チャンピオンズベスト16、パリVSバイエルン、トータルスコア0-2でパリが負けている後半30分、ラモスは、尊敬と怒りを込めて、ミュラーの肩を強く叩きました。
フットボール界に選手は数知れど、ミュラー相手に格の違いを見せる事が出来る選手は、ラモスしかいません。
今年も、パリのヨーロッパへの挑戦は、ベスト16で夢破れました。
2022年7月パリVS川崎、開幕前とはいえ、パリのチームとしての機能性の低さに、私は心配をしていました。
その心配とは、優勝が出来るかどうかの心配ではなく、ヨーロッパで戦う事が出来るのかという心配でした。
私のその心配は、ラモスにより払拭されました。
ラモスがいるおかげで、バイエルン相手にも、パリは戦う事は出来ました。
「助けないよ。君が勝手に助かるだけさ。」
『化物語』忍野の言葉です。
ある夫婦が、私の下にカウンセリングに来ました。
主訴は「息子を治してほしい」というものでした。
しかし、事務所を訪れたのは夫婦だけでした。
「何故、息子は来ないのですか?」と尋ねると、夫婦は「息子は問題があると思っていないんです。
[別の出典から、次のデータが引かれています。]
use crate::error::{Result, SweaError};
use crate::paths;
use crate::search::SearchEngine;
use serde::{Deserialize, Serialize};
use std::path::Path;

/// Replaces secret values in `Config::redacted`. Patches carrying this value
/// leave the stored secret untouched.
pub const MASK: &str = "********";

pub const OPENROUTER_KEY_ENV: &str = "OPENROUTER_API_KEY";

// ---------------------------------------------------------------------------
// ServerConfig
// ---------------------------------------------------------------------------

#[derive(Debug, Clone, PartialEq, Serialize, Deserialize)]
pub struct ServerConfig {
    #[serde(default = "default_host")]
    pub host: String,
    #[serde(default = "default_port")]
    pub port: u16,
    #[serde(default = "default_cors_origins")]
    pub cors_origins: Vec<String>,
}

fn default_host() -> String {
    "0.0.0.0".to_string()
}

fn default_port() -> u16 {
    1337
}

fn default_cors_origins() -> Vec<String> {
    vec![
        "http://localhost:3000".to_string(),
        "https://localhost:3000".to_string(),
    ]
}

impl Default for ServerConfig {
    fn default() -> Self {
        Self {
            host: default_host(),
            port: default_port(),
            cors_origins: default_cors_origins(),
        }
    }
}

// ---------------------------------------------------------------------------
// ApiKeys / ApiEndpoints
// ---------------------------------------------------------------------------

#[derive(Debug, Clone, Default, PartialEq, Serialize, Deserialize)]
pub struct ApiKeys {
    #[serde(default)]
    pub openrouter: Option<String>,
}

#[derive(Debug, Clone, PartialEq, Serialize, Deserialize)]
pub struct ApiEndpoints {
    #[serde(default = "default_openrouter_endpoint")]
    pub openrouter: String,
}

fn default_openrouter_endpoint() -> String {
    "https://openrouter.ai/api/v1/chat/completions".to_string()
}

impl Default for ApiEndpoints {
    fn default() -> Self {
        Self {
            openrouter: default_openrouter_endpoint(),
        }
    }
}

// ---------------------------------------------------------------------------
// Defaults / Timeouts / InferenceConfig
// ---------------------------------------------------------------------------

#[derive(Debug, Clone, PartialEq, Serialize, Deserialize)]
pub struct Defaults {
    #[serde(default = "default_model")]
    pub model: String,
    #[serde(default = "default_search_engine")]
    pub search_engine: SearchEngine,
}

fn default_model() -> String {
    "openai/gpt-4o-mini".to_string()
}

fn default_search_engine() -> SearchEngine {
    SearchEngine::Google
}

impl Default for Defaults {
    fn default() -> Self {
        Self {
            model: default_model(),
            search_engine: default_search_engine(),
        }
    }
}

#[derive(Debug, Clone, PartialEq, Serialize, Deserialize)]
pub struct Timeouts {
    /// Upper bound for one provider call.
    #[serde(default = "default_inference_secs")]
    pub inference_secs: u64,
    /// How long `POST /api/messages` waits for the run before answering.
    #[serde(default = "default_message_wait_secs")]
    pub message_wait_secs: u64,
}

fn default_inference_secs() -> u64 {
    30
}

fn default_message_wait_secs() -> u64 {
    120
}

impl Default for Timeouts {
    fn default() -> Self {
        Self {
            inference_secs: default_inference_secs(),
            message_wait_secs: default_message_wait_secs(),
        }
    }
}

#[derive(Debug, Clone, PartialEq, Serialize, Deserialize)]
pub struct InferenceConfig {
    #[serde(default = "default_max_tokens")]
    pub max_tokens: u32,
}

fn default_max_tokens() -> u32 {
    512
}

impl Default for InferenceConfig {
    fn default() -> Self {
        Self {
            max_tokens: default_max_tokens(),
        }
    }
}

// ---------------------------------------------------------------------------
// Config
// ---------------------------------------------------------------------------

#[derive(Debug, Clone, PartialEq, Serialize, Deserialize)]
pub struct Config {
    #[serde(default = "default_version")]
    pub version: u32,
    #[serde(default)]
    pub server: ServerConfig,
    #[serde(default)]
    pub api_keys: ApiKeys,
    #[serde(default)]
    pub api_endpoints: ApiEndpoints,
    #[serde(default = "default_models")]
    pub models: Vec<String>,
    #[serde(default)]
    pub defaults: Defaults,
    #[serde(default)]
    pub timeouts: Timeouts,
    #[serde(default)]
    pub inference: InferenceConfig,
}

fn default_version() -> u32 {
    1
}

fn default_models() -> Vec<String> {
    [
        "openai/gpt-4o-mini",
        "openai/gpt-4o",
        "anthropic/claude-3.5-sonnet",
        "google/gemini-flash-1.5",
        "meta-llama/llama-3.1-8b-instruct",
    ]
    .into_iter()
    .map(String::from)
    .collect()
}

impl Default for Config {
    fn default() -> Self {
        Self {
            version: default_version(),
            server: ServerConfig::default(),
            api_keys: ApiKeys::default(),
            api_endpoints: ApiEndpoints::default(),
            models: default_models(),
            defaults: Defaults::default(),
            timeouts: Timeouts::default(),
            inference: InferenceConfig::default(),
        }
    }
}

impl Config {
    // -----------------------------------------------------------------------
    // Persistence
    // -----------------------------------------------------------------------

    /// Load `.swea/config.yaml`; a missing file yields the defaults.
    pub fn load(root: &Path) -> Result<Self> {
        let path = paths::config_path(root);
        if !path.exists() {
            return Ok(Self::default());
        }
        let data = std::fs::read_to_string(&path)?;
        let config: Config = serde_yaml::from_str(&data)?;
        config.validate()?;
        Ok(config)
    }

    pub fn save(&self, root: &Path) -> Result<()> {
        let path = paths::config_path(root);
        let data = serde_yaml::to_string(self)?;
        crate::io::atomic_write(&path, data.as_bytes())
    }

    // -----------------------------------------------------------------------
    // Accessors
    // -----------------------------------------------------------------------

    /// Configured OpenRouter key, falling back to `OPENROUTER_API_KEY`.
    pub fn openrouter_api_key(&self) -> Option<String> {
        self.api_keys
            .openrouter
            .clone()
            .filter(|k| !k.trim().is_empty())
            .or_else(|| {
                std::env::var(OPENROUTER_KEY_ENV)
                    .ok()
                    .filter(|k| !k.trim().is_empty())
            })
    }

    /// JSON view with secrets masked, for the settings endpoint.
    pub fn redacted(&self) -> Result<serde_json::Value> {
        let mut value = serde_json::to_value(self)?;
        if let Some(keys) = value
            .get_mut("api_keys")
            .and_then(serde_json::Value::as_object_mut)
        {
            for v in keys.values_mut() {
                if v.as_str().is_some_and(|s| !s.is_empty()) {
                    *v = serde_json::Value::String(MASK.to_string());
                }
            }
        }
        Ok(value)
    }

    // -----------------------------------------------------------------------
    // Updates
    // -----------------------------------------------------------------------

    /// Deep-merge a JSON patch into this config. The merged result must still
    /// deserialize and validate, otherwise `self` is left unchanged.
    pub fn apply_update(&mut self, patch: &serde_json::Value) -> Result<()> {
        if !patch.is_object() {
            return Err(SweaError::Validation(
                "settings update must be a JSON object".to_string(),
            ));
        }
        let mut merged = serde_json::to_value(&*self)?;
        merge(&mut merged, patch);
        let updated: Config = serde_json::from_value(merged)
            .map_err(|e| SweaError::Validation(format!("invalid settings: {e}")))?;
        updated.validate()?;
        *self = updated;
        Ok(())
    }

    pub fn validate(&self) -> Result<()> {
        if self.models.is_empty() {
            return Err(SweaError::Validation(
                "models: at least one model must be configured".to_string(),
            ));
        }
        if self.defaults.model.trim().is_empty() {
            return Err(SweaError::Validation(
                "defaults.model must not be empty".to_string(),
            ));
        }
        if self.timeouts.inference_secs == 0 || self.timeouts.message_wait_secs == 0 {
            return Err(SweaError::Validation(
                "timeouts must be greater than zero".to_string(),
            ));
        }
        Ok(())
    }
}

/// Recursive JSON merge: objects merge key by key, everything else replaces.
/// Masked secrets are skipped.
fn merge(base: &mut serde_json::Value, patch: &serde_json::Value) {
    match (base, patch) {
        (serde_json::Value::Object(base), serde_json::Value::Object(patch)) => {
            for (k, v) in patch {
                if v.as_str() == Some(MASK) {
                    continue;
                }
                match base.get_mut(k) {
                    Some(existing) => merge(existing, v),
                    None => {
                        base.insert(k.clone(), v.clone());
                    }
                }
            }
        }
        (base, patch) => *base = patch.clone(),
    }
}

// ---------------------------------------------------------------------------
// Tests
// ---------------------------------------------------------------------------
」と答えました。
このカウンセリングの着地点は、どこになるでしょうか?
私は、夫婦が息子の問題を横取りしている事にあると感じました。
息子の問題であるのにも関わらず、夫婦がお金を払い、悩み、心配し、世話をしているのです。
親としてそのような気持ちになる事は理解出来ますが、これでは息子が問題と向き合う事は出来ません。
パリVSバイエルン、パリにおいて最もゴールに近づいたのは、メッシでも、エムバぺでもなく、ラモスでした。
少なくとも、その日の運が少しでもラモスに向いていたのであれば、ラモスは、コーナーキックから2得点を決めていました。
最もチームに貢献してきたにも関わらず世界一のチームを追われ、前シーズンのほとんどを怪我で棒に振り、EUROもワールドカップ出場も果たせず、そして、スペイン代表からは永遠に呼ぶ事はないと告げられたラモス。
私の中のベスト11にラモスは、2017年から入っていますが、ここ数年のラモスには、選手として以上に、人としての魅力を強く感じています。
ラモスにとっては、メッシもエムバぺも、自分が頂点に立つ為に必要なプレイをするチームの一員でしかありません。
勿論、そこに尊敬はありますが、彼らの問題は彼らの問題であり、極論をすれば、セットプレイにおいてラモスに良いボールを上げられるのであれば、メッシでなくても、エムバぺでなくても、誰でもいいのです。
私は、実力でのみ繋がる、このプロフェッショナルな関係が大好きです。
チームが負けても、試合後には必ず相手選手と健闘を称え合い、スタジアムに足を運んでくれたファンに感謝を伝える。
負けれども、その格を失う事はありません。
今年もパリは負けましたが、私は、ラモスの生き様を見る事が出来て、満足しています。